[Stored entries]
################
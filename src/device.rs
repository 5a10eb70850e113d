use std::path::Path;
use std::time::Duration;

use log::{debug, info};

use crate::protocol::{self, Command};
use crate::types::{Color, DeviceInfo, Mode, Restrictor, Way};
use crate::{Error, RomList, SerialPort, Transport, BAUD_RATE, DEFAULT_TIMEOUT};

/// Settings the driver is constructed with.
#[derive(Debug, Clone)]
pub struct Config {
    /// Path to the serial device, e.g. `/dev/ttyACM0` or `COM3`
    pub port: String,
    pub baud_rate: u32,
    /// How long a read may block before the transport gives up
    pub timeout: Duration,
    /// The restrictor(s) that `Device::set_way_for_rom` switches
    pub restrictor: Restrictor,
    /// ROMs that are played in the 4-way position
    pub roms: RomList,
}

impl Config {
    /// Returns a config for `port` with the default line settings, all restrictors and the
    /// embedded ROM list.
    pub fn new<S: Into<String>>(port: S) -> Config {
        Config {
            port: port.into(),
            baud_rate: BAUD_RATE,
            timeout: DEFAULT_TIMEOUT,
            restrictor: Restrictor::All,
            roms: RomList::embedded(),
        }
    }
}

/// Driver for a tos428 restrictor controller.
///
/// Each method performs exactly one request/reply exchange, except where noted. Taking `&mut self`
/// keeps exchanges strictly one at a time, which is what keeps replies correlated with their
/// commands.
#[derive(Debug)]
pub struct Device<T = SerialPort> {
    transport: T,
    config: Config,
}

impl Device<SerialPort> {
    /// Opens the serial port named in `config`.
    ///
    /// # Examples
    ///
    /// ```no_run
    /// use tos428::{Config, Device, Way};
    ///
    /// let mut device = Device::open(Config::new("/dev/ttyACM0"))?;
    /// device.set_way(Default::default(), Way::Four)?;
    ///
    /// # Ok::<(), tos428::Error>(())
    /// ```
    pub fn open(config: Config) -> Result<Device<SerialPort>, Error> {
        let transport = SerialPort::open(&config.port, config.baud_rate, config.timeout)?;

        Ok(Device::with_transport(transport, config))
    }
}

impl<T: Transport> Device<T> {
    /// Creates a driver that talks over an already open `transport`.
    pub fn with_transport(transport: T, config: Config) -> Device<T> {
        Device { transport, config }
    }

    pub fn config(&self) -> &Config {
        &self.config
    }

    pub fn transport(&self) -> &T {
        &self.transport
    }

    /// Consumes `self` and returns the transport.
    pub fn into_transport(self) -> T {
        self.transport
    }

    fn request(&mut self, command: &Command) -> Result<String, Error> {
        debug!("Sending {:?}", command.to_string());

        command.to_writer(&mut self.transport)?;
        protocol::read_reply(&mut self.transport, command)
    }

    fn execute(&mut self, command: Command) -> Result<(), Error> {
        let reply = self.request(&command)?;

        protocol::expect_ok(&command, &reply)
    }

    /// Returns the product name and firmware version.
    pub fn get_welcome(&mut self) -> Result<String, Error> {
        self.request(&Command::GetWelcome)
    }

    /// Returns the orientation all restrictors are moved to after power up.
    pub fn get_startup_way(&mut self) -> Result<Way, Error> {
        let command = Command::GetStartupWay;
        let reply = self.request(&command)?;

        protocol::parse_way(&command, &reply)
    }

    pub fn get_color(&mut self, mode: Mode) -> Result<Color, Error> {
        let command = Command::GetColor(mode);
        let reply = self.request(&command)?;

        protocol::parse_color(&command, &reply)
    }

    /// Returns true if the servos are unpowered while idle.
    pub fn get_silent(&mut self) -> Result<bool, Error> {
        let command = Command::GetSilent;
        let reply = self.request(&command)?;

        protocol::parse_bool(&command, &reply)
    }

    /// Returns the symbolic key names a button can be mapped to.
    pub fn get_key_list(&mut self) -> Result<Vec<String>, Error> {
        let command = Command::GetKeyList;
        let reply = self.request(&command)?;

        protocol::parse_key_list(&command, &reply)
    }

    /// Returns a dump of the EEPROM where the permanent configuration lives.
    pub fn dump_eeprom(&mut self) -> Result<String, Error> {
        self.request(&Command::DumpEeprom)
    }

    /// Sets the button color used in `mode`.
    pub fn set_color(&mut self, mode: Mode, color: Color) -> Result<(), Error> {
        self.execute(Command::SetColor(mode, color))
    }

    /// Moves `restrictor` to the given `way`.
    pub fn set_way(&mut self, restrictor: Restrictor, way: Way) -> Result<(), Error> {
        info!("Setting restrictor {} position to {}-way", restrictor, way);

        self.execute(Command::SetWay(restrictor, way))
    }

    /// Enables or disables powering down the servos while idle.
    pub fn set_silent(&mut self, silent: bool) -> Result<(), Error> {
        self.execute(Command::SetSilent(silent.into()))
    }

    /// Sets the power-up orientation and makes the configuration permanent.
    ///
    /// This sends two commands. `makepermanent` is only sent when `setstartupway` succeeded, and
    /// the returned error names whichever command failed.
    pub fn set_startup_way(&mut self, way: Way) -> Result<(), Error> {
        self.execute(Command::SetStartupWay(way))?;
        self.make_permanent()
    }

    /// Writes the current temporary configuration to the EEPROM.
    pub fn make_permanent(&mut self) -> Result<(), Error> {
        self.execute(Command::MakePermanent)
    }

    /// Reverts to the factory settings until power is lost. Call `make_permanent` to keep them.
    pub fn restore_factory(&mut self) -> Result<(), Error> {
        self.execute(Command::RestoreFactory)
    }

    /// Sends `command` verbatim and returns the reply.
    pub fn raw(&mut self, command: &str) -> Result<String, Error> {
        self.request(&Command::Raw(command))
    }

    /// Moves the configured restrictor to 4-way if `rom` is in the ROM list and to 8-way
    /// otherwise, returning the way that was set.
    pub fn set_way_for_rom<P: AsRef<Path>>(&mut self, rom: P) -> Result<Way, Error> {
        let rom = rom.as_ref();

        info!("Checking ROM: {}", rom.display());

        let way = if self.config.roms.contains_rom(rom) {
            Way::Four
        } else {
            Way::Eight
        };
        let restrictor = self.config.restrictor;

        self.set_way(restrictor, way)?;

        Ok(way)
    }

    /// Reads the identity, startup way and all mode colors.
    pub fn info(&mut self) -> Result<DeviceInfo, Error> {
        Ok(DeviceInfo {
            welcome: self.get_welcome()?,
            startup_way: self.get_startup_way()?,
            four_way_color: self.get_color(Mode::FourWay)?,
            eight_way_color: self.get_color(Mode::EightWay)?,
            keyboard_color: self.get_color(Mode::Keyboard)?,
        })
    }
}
################
### [What you will do]
Please say how many lines in the records above contain the string "impl", giving no other words.

### [Result of the exercise]
3